Edinburgh Critical Studies in War & Culture is a monograph series under the co-general editorship of Kate McLoughlin and Gill Plain.
The aim of the series is to shape and lead the field of scholarship devoted to the literary and filmic representation and mediation of war. Its focus is Anglophone literature and film of all genres, with transhistorical and inter-cultural analysis where appropriate. ‘War’ is taken to mean armed conflict of the industrialised age (that is, from the late eighteenth century onwards), including not only conventional war between sovereign states but also revolution, insurrection, civil war, guerrilla warfare, cold war and genocide (including the Holocaust).
Volumes in the series may address not only armed combat itself, but also the causes, consequences and aftermath of wars; pro- and anti-war literature and film; memorialisation, trauma and testimony.

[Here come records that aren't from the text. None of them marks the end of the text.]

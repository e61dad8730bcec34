//! Concrete collaborators for the treadle daemon.
//!
//! This crate provides:
//!
//! - **Input plumbing**: [`channel_input`] pairs a [`SampleSender`] for reader
//!   threads with a [`ChannelInput`] the control thread waits on; a
//!   [`Waker`] interrupts the wait
//! - **Scripted input**: [`spawn_script_reader`] replays key samples from text
//! - **Signals**: `SIGHUP` reload requests, `SIGTERM`/`SIGINT` shutdown
//! - **JACK** (feature `jack`): [`JackGraph`], the production graph runtime
//! - **evdev** (feature `evdev`): [`spawn_evdev_reader`] for the footswitch
//!
//! ## Wiring
//!
//! ```text
//!  evdev / script thread ──samples──▶ ChannelInput ◀──wake── signal threads
//!                                         │                      │
//!                                         ▼                      ▼
//!                                  control thread ◀──flag── ReloadRequests
//! ```

mod channel;
mod script;
mod signals;

#[cfg(feature = "evdev")]
mod evdev_input;
#[cfg(feature = "jack")]
mod jack_graph;

pub use channel::{ChannelInput, SampleSender, Waker, channel_input};
pub use script::{InvalidKeyCode, parse_sample_line, spawn_script_reader};
pub use signals::{SignalListener, install_interrupt_handler, install_signal_listener};

#[cfg(feature = "evdev")]
pub use evdev_input::spawn_evdev_reader;
#[cfg(feature = "jack")]
pub use jack_graph::JackGraph;

/// Error types for signal and thread setup.
#[derive(Debug, thiserror::Error)]
pub enum Error {
    /// Installing a signal listener or spawning a thread failed.
    #[error("IO error: {0}")]
    Io(#[from] std::io::Error),

    /// Installing the SIGINT handler failed.
    #[error("shutdown handler error: {0}")]
    Shutdown(#[from] ctrlc::Error),
}

/// Convenience result type for this crate.
pub type Result<T> = std::result::Result<T, Error>;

The premise of the series is that new critical perspectives need to be developed in order better to understand war representation. Rather than simply analysing war texts, or even situating those texts in their contemporary cultural contexts, Edinburgh Critical Studies in War and Culture will identify the conceptual categories and forms by which war has been mediated in literature and film and illuminate the cultural influences that produce and shape them. Some examples include but are not limited to:
- the body
- the mind
- the enemy
- physical memorials
The first volume in the series, Petra Rau’s Our Nazis: Fascism in Contemporary Literature, Film and Culture was published in 2013.
The second, published in 2017, will be Ian Whittington’s Writing the Radio War, a study of the literary, political and cultural forces at play in British Radio broadcasting during the Second World War.